## Work order
Look through the entries below and count the lines that contain "GrafanaService". Reply with that number only.

[Stored records]
=== Begin Enclosure ===

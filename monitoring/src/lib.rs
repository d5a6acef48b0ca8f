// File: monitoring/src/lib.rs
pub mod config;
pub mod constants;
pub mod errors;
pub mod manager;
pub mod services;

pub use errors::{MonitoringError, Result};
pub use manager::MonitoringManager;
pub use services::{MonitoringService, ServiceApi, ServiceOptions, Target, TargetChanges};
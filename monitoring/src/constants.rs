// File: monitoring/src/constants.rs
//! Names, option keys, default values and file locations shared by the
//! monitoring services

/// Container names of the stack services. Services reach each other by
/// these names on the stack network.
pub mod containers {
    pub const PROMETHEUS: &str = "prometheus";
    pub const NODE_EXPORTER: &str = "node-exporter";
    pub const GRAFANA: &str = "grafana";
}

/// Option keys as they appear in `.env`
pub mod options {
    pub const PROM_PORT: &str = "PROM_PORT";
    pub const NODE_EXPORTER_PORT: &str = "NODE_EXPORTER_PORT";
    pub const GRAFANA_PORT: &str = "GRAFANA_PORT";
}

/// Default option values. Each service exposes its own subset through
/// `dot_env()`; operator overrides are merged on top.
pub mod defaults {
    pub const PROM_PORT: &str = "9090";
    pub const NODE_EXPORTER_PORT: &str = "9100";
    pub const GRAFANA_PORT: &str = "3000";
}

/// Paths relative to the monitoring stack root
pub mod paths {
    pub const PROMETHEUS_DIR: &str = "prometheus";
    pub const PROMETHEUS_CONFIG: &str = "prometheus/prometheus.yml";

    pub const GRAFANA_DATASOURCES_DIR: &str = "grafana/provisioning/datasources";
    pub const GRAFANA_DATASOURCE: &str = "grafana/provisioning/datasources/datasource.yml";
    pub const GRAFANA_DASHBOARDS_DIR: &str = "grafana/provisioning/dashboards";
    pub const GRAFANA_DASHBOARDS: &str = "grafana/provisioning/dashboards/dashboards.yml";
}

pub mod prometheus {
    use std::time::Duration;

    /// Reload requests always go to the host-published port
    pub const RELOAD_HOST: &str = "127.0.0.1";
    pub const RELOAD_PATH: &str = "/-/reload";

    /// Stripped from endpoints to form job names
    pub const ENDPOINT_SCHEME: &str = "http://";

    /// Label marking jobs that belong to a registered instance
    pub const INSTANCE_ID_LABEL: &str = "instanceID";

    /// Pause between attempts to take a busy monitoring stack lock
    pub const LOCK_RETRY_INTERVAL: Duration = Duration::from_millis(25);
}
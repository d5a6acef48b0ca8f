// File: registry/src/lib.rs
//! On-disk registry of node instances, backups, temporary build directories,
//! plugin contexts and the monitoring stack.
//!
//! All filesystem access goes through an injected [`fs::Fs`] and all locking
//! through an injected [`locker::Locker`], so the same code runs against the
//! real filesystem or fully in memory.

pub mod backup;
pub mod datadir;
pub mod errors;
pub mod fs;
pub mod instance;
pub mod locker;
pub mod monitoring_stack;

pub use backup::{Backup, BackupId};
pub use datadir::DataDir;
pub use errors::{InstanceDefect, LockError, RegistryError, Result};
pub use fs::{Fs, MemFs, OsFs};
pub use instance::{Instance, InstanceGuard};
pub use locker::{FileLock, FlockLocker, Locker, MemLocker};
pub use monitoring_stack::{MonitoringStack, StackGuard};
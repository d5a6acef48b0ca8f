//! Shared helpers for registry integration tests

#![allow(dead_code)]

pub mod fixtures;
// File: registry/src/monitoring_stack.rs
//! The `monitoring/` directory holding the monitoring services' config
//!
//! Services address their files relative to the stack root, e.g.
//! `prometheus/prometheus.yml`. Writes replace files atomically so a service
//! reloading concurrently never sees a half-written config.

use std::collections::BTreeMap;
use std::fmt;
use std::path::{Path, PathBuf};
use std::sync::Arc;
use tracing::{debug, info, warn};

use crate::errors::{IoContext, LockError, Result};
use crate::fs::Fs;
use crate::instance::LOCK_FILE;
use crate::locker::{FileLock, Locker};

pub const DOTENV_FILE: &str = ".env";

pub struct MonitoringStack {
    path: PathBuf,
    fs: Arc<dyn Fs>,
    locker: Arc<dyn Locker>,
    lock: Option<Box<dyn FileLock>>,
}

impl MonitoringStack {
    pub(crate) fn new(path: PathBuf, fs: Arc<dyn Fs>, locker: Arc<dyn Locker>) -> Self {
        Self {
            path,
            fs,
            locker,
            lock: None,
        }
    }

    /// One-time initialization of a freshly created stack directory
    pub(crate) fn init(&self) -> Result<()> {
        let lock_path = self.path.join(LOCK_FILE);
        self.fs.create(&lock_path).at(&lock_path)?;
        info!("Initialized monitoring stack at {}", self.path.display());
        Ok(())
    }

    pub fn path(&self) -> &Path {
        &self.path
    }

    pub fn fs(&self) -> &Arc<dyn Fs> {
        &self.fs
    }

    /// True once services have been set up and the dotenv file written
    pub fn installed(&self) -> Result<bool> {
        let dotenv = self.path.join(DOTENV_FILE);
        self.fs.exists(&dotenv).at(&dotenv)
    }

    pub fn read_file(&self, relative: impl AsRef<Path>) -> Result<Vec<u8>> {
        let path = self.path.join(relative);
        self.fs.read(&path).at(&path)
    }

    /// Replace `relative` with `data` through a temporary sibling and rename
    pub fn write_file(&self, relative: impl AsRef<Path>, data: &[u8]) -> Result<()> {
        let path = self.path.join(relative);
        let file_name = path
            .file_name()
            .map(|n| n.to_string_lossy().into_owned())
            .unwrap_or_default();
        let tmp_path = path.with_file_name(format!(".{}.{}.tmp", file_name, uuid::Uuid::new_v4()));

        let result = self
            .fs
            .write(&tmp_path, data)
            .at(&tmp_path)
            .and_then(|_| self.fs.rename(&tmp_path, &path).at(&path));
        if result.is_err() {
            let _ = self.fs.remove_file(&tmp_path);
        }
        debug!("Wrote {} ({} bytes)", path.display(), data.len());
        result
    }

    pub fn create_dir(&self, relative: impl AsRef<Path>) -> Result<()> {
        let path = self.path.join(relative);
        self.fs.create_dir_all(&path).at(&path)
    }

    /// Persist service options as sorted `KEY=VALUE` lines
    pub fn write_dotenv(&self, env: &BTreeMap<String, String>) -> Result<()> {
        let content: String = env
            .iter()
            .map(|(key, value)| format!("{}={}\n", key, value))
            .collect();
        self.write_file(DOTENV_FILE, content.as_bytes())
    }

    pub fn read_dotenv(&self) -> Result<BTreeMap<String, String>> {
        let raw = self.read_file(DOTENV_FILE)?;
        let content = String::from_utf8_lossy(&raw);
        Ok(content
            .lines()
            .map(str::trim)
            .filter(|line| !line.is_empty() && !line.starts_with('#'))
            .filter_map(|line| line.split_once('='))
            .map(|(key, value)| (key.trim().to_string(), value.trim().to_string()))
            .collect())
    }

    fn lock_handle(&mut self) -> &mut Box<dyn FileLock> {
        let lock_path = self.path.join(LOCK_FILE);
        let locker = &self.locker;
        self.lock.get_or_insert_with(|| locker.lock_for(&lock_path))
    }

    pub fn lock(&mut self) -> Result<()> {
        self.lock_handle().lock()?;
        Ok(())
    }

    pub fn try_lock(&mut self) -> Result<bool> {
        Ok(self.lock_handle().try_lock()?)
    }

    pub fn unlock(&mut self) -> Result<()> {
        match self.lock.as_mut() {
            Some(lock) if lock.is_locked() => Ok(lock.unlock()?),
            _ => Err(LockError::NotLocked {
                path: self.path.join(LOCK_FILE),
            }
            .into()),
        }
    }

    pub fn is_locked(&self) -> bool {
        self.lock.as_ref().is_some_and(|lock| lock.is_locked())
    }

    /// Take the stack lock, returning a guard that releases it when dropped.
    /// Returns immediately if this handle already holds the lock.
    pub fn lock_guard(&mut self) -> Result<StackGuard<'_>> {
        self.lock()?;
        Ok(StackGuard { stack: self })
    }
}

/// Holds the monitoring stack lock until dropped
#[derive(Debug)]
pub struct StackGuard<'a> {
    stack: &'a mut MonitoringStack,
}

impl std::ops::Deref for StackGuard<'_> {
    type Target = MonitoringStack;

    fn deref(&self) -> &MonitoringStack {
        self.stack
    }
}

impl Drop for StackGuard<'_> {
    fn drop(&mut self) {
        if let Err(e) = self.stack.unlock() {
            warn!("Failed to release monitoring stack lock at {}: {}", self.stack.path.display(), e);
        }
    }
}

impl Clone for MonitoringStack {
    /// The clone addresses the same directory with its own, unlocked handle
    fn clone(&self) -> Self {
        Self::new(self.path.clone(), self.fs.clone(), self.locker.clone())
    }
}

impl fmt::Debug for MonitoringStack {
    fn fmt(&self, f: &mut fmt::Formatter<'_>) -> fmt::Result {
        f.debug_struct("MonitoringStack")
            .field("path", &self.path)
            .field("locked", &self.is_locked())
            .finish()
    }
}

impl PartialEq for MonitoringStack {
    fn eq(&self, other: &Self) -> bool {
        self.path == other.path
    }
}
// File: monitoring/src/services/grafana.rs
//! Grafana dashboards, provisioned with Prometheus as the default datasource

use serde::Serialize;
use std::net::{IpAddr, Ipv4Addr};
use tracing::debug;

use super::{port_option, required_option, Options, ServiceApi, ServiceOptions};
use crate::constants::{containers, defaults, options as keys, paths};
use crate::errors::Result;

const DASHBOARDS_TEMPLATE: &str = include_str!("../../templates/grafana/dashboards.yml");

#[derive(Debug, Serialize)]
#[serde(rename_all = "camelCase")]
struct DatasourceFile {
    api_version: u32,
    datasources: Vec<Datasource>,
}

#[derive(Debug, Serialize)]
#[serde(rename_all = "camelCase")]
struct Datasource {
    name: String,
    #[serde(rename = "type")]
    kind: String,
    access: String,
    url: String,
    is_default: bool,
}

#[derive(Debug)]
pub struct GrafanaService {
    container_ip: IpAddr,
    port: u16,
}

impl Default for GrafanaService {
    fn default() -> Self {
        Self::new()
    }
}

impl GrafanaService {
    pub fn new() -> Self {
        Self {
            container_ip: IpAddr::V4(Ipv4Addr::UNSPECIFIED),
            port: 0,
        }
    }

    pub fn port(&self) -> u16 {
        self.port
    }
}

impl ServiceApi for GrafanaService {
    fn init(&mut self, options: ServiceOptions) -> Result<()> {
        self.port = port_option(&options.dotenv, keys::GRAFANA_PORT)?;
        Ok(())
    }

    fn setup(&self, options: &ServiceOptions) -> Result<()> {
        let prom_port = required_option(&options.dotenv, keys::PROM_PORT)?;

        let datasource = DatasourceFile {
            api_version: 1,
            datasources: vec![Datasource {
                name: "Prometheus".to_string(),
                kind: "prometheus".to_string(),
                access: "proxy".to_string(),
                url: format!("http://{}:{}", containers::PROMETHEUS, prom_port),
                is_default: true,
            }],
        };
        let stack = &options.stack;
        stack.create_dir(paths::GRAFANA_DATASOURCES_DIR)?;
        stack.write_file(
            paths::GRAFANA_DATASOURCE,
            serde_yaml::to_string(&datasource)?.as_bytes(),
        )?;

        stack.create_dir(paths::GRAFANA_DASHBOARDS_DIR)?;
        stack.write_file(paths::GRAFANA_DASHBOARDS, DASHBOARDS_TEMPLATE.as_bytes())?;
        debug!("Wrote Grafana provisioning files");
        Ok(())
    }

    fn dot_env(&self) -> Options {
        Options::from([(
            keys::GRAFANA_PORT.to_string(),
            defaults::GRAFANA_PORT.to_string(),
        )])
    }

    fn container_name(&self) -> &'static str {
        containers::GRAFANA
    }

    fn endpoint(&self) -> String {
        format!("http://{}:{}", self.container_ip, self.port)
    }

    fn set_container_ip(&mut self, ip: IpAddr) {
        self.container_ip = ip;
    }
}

=== End Enclosure ===
=== Begin Enclosure ===

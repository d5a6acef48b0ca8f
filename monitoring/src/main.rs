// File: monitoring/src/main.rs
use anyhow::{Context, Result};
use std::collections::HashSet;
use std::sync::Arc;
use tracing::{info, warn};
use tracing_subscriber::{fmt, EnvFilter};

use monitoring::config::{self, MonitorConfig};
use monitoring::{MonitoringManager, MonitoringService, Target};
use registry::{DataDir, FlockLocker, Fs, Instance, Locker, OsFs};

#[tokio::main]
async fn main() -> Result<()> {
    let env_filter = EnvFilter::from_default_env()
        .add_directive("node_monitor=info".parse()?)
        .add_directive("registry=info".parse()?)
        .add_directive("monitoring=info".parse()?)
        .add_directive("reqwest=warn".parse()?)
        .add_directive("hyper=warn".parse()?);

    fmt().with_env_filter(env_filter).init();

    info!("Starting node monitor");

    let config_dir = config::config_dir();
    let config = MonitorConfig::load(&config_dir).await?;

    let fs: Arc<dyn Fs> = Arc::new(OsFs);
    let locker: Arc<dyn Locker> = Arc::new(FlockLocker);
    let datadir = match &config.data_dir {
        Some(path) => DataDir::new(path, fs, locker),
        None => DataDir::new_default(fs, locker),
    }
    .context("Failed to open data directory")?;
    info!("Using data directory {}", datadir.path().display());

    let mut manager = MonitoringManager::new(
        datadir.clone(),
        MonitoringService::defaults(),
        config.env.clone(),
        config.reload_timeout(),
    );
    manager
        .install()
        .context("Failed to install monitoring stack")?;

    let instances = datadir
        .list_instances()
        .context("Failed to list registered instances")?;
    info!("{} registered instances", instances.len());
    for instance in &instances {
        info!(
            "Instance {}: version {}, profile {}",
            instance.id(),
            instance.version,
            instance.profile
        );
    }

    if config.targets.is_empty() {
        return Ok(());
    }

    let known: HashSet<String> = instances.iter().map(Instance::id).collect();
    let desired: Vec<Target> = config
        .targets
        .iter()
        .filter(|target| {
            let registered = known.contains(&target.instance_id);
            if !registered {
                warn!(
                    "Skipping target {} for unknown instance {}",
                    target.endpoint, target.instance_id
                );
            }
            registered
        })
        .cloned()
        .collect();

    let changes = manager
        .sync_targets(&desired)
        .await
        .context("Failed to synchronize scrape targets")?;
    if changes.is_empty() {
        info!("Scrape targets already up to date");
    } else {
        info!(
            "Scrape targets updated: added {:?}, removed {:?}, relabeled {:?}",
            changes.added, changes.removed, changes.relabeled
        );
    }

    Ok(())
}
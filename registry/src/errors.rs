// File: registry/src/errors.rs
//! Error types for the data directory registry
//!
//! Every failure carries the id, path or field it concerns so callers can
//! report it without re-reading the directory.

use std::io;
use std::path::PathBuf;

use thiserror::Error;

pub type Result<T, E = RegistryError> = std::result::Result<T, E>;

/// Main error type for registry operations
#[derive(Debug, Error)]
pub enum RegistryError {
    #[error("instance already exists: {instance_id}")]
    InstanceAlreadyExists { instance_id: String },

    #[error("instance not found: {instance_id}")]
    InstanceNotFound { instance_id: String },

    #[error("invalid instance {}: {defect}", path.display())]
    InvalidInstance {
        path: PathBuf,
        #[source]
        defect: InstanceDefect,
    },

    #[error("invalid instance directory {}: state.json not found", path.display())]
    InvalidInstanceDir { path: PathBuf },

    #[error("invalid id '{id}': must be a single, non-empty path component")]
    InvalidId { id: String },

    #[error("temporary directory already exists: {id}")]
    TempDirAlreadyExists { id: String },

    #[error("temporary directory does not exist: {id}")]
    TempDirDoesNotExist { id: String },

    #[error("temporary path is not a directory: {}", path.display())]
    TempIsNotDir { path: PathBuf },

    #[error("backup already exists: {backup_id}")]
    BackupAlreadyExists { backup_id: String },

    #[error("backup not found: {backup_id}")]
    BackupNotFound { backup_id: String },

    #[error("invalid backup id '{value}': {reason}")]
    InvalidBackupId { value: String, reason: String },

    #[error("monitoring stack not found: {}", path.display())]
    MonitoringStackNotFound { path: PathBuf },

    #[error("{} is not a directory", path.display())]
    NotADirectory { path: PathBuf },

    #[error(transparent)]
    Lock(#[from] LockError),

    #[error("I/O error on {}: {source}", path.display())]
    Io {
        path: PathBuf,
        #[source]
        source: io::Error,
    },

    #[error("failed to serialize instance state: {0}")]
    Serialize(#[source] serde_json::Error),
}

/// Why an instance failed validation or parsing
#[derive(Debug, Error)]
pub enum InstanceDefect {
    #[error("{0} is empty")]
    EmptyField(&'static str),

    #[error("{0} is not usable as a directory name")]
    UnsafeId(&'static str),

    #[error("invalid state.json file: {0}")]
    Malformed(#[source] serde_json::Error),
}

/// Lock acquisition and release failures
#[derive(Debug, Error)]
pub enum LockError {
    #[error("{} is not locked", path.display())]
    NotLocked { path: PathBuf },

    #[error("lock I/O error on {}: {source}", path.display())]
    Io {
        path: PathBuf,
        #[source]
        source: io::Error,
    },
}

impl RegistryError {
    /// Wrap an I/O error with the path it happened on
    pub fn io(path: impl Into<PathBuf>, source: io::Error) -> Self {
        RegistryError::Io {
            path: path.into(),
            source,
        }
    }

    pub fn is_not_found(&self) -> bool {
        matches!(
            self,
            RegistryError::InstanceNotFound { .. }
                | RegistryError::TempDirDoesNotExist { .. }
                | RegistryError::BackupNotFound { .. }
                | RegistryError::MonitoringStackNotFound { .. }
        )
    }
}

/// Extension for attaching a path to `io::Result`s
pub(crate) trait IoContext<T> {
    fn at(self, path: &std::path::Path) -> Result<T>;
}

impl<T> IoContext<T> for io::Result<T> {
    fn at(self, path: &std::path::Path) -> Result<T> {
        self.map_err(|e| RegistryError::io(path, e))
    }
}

=== End Enclosure ===
=== Begin Enclosure ===

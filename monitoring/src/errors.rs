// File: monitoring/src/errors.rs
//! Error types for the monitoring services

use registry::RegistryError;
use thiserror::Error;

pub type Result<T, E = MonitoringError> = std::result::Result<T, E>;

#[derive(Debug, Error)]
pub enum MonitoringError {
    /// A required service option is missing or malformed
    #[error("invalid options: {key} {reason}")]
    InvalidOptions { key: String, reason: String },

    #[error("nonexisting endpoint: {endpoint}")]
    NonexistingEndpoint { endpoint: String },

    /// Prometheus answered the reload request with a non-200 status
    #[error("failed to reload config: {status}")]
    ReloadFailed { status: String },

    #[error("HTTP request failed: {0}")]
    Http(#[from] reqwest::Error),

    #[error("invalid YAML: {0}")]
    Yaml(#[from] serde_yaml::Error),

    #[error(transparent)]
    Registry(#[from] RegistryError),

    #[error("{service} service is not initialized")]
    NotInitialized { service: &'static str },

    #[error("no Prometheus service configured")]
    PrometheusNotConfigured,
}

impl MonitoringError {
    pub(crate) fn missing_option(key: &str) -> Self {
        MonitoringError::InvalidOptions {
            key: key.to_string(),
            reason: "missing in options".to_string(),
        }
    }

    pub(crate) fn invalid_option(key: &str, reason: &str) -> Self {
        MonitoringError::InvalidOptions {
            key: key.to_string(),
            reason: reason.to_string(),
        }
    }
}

=== End Enclosure ===

## Solution to this task
4